Tout cela pour un mot, tout cela pour un son. Et qui n'avait rien à voir avec le lac de Cluses où son père les avait emmenés patauger, souvenir mouillé, souvenir brillant. À l'inverse des toiles grises et mouvantes que l'araignée apportait avec elle, avec, peut-être, quelque peur abritée dans leurs plis. Adamsberg se redressa. Cela passerait. Il acheva son travail avec Justin après vingt heures trente. La plupart des agents avait quitté la Brigade. Mais pas Danglard. Le commandant était entré dans le bureau du commissaire pendant qu'il dictait à Justin, accoudé à la fenêtre ouverte. Et Adamsberg n'avait pas eu le temps de faire disparaître sa note portant le nom des cinq victimes de l'araignée. Danglard l'avait vue. Et le commissaire savait que pour Danglard, voir, c'est lire, et lire c'est retenir. Et qu'il n'allait pas apprécier ce titre de Recluse violoniste, porté en haut de la note. Qu'il avait déjà dû taper ce terme sur internet.

Adamsberg pressentait que Danglard l'attendrait ce soir de pied ferme. Il composa rapidement le numéro du lieutenant Veyrenc.

— Louis, encore là ?

— Je partais.

— Tu as quelque chose de prévu ?

— Un reste de hachis parmentier.

— C'est toi qui l'as fait ?

— Non, c'est l'industrie.

— Tu dînerais avec moi ? À La Garbure ?

— Tu en appelles au son du terroir ? Tu as besoin de moi ?


La garbure était un plat traditionnel des Pyrénées, et sans doute fallait-il avoir grandi avec pour apprécier cette soupe au chou mêlée des restes divers du potager et, si possible, de jarret de porc.
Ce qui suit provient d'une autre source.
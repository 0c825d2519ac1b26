use crate::address::{hash_message, EthPublicKey, LOGIN_MESSAGE};
use crate::crypt::{decrypt_entry, encrypt_entry, key_tag};
use crate::protocol::{DataEntry, Transaction, TransactionBody};
use crate::store::Entry;
use crate::token::{token, Token, BACKUP, ENTRY};
use crate::{Error, Url};
use k256::ecdsa::SigningKey;
use proptest::prelude::*;

fn secret_one() -> SigningKey {
    let mut bytes = [0u8; 32];
    bytes[31] = 1;
    SigningKey::from_slice(&bytes).unwrap()
}

fn public_key(secret: &SigningKey) -> EthPublicKey {
    EthPublicKey::new(secret.verifying_key().to_encoded_point(false).as_bytes()).unwrap()
}

fn personal_sign(secret: &SigningKey, message: &[u8]) -> Vec<u8> {
    let (sig, recid) = secret.sign_prehash_recoverable(&hash_message(message)).unwrap();
    let mut out = sig.to_bytes().to_vec();
    out.push(27 + recid.to_byte());
    out
}

fn note(value: &str) -> Entry {
    Entry::Note {
        value: value.to_string(),
    }
}

#[test]
fn address_of_key_one() {
    let key = public_key(&secret_one());
    assert_eq!(key.ethereum(), "0x7E5F4552091A69125d5DfCb7b8C2659029395Bdf");
    assert_eq!(key.address(), "0x7e5f4552091a69125d5dfcb7b8c2659029395bdf");
}

#[test]
fn lite_identity_of_key_one() {
    let key = public_key(&secret_one());
    assert_eq!(
        key.lite_identity().to_string(),
        "acc://7e5f4552091a69125d5dfcb7b8c2659029395bdfee94d755"
    );
}

#[test]
fn compressed_and_raw_keys_derive_the_same_identity() {
    let secret = secret_one();
    let point = secret.verifying_key().to_encoded_point(true);
    let compressed = EthPublicKey::new(point.as_bytes()).unwrap();
    let full = public_key(&secret);
    let raw = EthPublicKey::new(&full.public_key()[1..]).unwrap();
    assert_eq!(compressed, full);
    assert_eq!(raw, full);
}

#[test]
fn bad_key_lengths_are_rejected() {
    assert!(matches!(
        EthPublicKey::new(&[4u8; 20]),
        Err(Error::InvalidPublicKeyLength(20))
    ));
}

#[test]
fn backup_url_of_key_one() {
    let key = public_key(&secret_one());
    let token = Token::new(&key);
    assert_eq!(
        hex::encode(token.for_suffix(BACKUP)),
        "256faeb08fa4bf0cb47ce7e996ad7d0480913a5a7b6b1d17330a59991bea6215"
    );
    assert_eq!(
        token.backup_url().to_string(),
        "acc://57a347d651947c65ecc317ee9d108b25e95636e79fd7f20b7cf32db3a302bfe8"
    );
}

#[test]
fn personal_message_hash() {
    assert_eq!(
        hex::encode(hash_message(LOGIN_MESSAGE.as_bytes())),
        "e12f4e788c1b6e30a1f12878bb760efdc1aeb93a295db23c241e8f3936f2a3c0"
    );
}

#[test]
fn recovered_key_matches_signer() {
    let secret = secret_one();
    let sig = personal_sign(&secret, LOGIN_MESSAGE.as_bytes());
    let key = EthPublicKey::recover(&sig, &hash_message(LOGIN_MESSAGE.as_bytes())).unwrap();
    assert_eq!(key, public_key(&secret));

    let verified = EthPublicKey::recover_and_verify(
        &sig,
        LOGIN_MESSAGE.as_bytes(),
        "0x7e5f4552091a69125d5dfcb7b8c2659029395bdf",
    )
    .unwrap();
    assert_eq!(verified, key);
}

#[test]
fn recovery_detects_another_signer() {
    let sig = personal_sign(&secret_one(), LOGIN_MESSAGE.as_bytes());
    let err = EthPublicKey::recover_and_verify(
        &sig,
        LOGIN_MESSAGE.as_bytes(),
        "0x0000000000000000000000000000000000000001",
    )
    .unwrap_err();
    assert!(matches!(err, Error::IdentityMismatch { .. }));
}

#[test]
fn short_signatures_are_rejected() {
    let hash = hash_message(b"x");
    assert!(matches!(
        EthPublicKey::recover(&[0u8; 64], &hash),
        Err(Error::InvalidSignature)
    ));
}

#[test]
fn tokens_are_deterministic_and_distinct() {
    let a = "0x7e5f4552091a69125d5dfcb7b8c2659029395bdf";
    let b = "0x2b5ad5c4795c026514f8317c7a215e218dccd6cf";
    assert_eq!(token(a, ENTRY), token(a, ENTRY));
    assert_eq!(Token::for_address(a).for_suffix(ENTRY), token(a, ENTRY));
    assert_ne!(token(a, ENTRY), token(b, ENTRY));
    assert_ne!(token(a, ENTRY), token(a, BACKUP));

    let t = Token::for_address(a);
    assert!(t.matches(ENTRY, Some(&token(a, ENTRY))));
    assert!(!t.matches(ENTRY, Some(&token(b, ENTRY))));
    assert!(!t.matches(ENTRY, None));
}

#[test]
fn flipped_bit_is_not_mine() {
    let token = Token::for_address("0x7e5f4552091a69125d5dfcb7b8c2659029395bdf");
    let key = [7u8; 32];
    let sealed = encrypt_entry(&token, &key, note("hello")).unwrap();
    let mut parts = sealed.crypt.parts().to_vec();
    let last = parts[2].len() - 1;
    parts[2][last] ^= 1;
    let tampered = DataEntry::double_hash(parts);
    assert!(matches!(decrypt_entry(&token, &key, &tampered), Err(Error::NotMine)));
}

#[test]
fn wrong_part_count_is_malformed() {
    let token = Token::for_address("0x7e5f4552091a69125d5dfcb7b8c2659029395bdf");
    let key = [7u8; 32];
    let entry = DataEntry::double_hash(vec![token.for_suffix(ENTRY).to_vec(), b"x".to_vec()]);
    assert!(matches!(
        decrypt_entry(&token, &key, &entry),
        Err(Error::MalformedEntry(_))
    ));
}

#[test]
fn other_key_or_account_is_not_mine() {
    let mine = Token::for_address("0x7e5f4552091a69125d5dfcb7b8c2659029395bdf");
    let theirs = Token::for_address("0x2b5ad5c4795c026514f8317c7a215e218dccd6cf");
    let key = [7u8; 32];
    let sealed = encrypt_entry(&mine, &key, note("hello")).unwrap();
    assert!(matches!(decrypt_entry(&mine, &[8u8; 32], &sealed.crypt), Err(Error::NotMine)));
    assert!(matches!(decrypt_entry(&theirs, &key, &sealed.crypt), Err(Error::NotMine)));
}

#[test]
fn sealed_entries_are_tagged_with_the_key() {
    let token = Token::for_address("0x7e5f4552091a69125d5dfcb7b8c2659029395bdf");
    let key = [9u8; 32];
    let sealed = encrypt_entry(&token, &key, note("tag")).unwrap();
    assert_eq!(sealed.crypt.parts().len(), 3);
    assert!(token.matches(ENTRY, sealed.crypt.part(0)));
    assert!(token.matches(&key_tag(&key), sealed.crypt.part(1)));
    assert_eq!(sealed.hash, sealed.crypt.hash());
}

#[test]
fn double_hash_entry_hash() {
    let entry = DataEntry::double_hash(vec![b"hello".to_vec()]);
    let leaf = crate::hash::sha256(b"hello");
    assert_eq!(entry.hash(), crate::hash::sha256(crate::hash::sha256(leaf)));

    let empty = DataEntry::double_hash(Vec::new());
    assert_eq!(empty.hash(), crate::hash::sha256(b""));
}

#[test]
fn add_credits_amount_follows_oracle() {
    let lite = Url::parse("acc://7e5f4552091a69125d5dfcb7b8c2659029395bdfee94d755").unwrap();
    let txn = Transaction::add_credits(lite.join("ACME"), lite.clone(), 100, 500);
    match txn.body {
        TransactionBody::AddCredits(body) => {
            assert_eq!(body.amount, 2_000_000_000);
            assert_eq!(body.oracle, 500);
            assert_eq!(body.recipient, lite);
        }
        other => panic!("unexpected body {:?}", other),
    }
}

#[test]
fn write_data_hash_depends_on_entry() {
    let url = Url::parse("acc://example.acme/data").unwrap();
    let a = Transaction::write_data(url.clone(), DataEntry::double_hash(vec![b"a".to_vec()]));
    let b = Transaction::write_data(url, DataEntry::double_hash(vec![b"b".to_vec()]));
    assert_ne!(a.hash().unwrap(), b.hash().unwrap());
    assert_eq!(a.hash().unwrap(), a.clone().hash().unwrap());
}

proptest! {
    #[test]
    fn sealed_entries_open_with_their_key(key in any::<[u8; 32]>(), value in ".*") {
        let token = Token::for_address("0x7e5f4552091a69125d5dfcb7b8c2659029395bdf");
        let sealed = encrypt_entry(&token, &key, note(&value)).unwrap();
        let opened = decrypt_entry(&token, &key, &sealed.crypt).unwrap();
        prop_assert_eq!(opened.plain, note(&value));
        prop_assert_eq!(opened.hash, sealed.hash);
    }
}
À La Garbure, on y ajoutait du confit de canard. En outre, la patronne des lieux avait une faiblesse pour le visage minéral de Veyrenc, ses lèvres un peu féminines, les quatorze mèches rousses qui tranchaient dans sa chevelure brune.

— C'est que je risque d'avoir un convive imprévu, précisa Adamsberg. Qui sera de méchante humeur, je le crains.

— Danglard ?

— Comment le sais-tu ?

— Cela fait plus d'une heure qu'il traîne dans les locaux en grommelant, préoccupé, et même anxieux. Personne ne sait pourquoi.

— Moi si.

— Ah. Où t'emporte le vent, Jean-Baptiste ?

— Vers l'araignée recluse.

— Celle qui mord en ce moment dans le Sud-Est ?

— Elle-même.

— Je vois, dit Veyrenc.

Non pas qu'Adamsberg pensât que Louis Veyrenc de Bilhc, de son vrai nom, allait défendre ses intérêts ou soutenir sa curiosité pour les agissements inconsidérés de l'araignée. Mais l'idée de devoir se justifier sous le regard inquisiteur de Danglard le harassait d'autant qu'il était incapable de s'expliquer. Or Danglard, si mécontent fût-il, ne s'attaquait jamais de front au lieutenant Veyrenc. Personne ne le faisait. Ni de front ni d'aucune façon. On ne craignait pas de réaction violente de la part de Veyrenc, comme cela pouvait se produire avec Retancourt ou Noël. C'était un calme. Mais son visage et son corps exprimaient une densité quasi granitique contre laquelle on userait dents et griffes en pure perte. En même temps que la rapidité de son esprit s'adaptait à chaque mouvement de la route, sans jamais paraître s'en étonner ou être pris au dépourvu.

Tous deux enfants du Béarn, Adamsberg et Veyrenc avaient hérité de leur montagne quelque matière incassable, souplesse pour l'un, stabilité pour l'autre. Tandis qu'un souffle d'air pouvait emporter Danglard dans les terres de l'angoisse.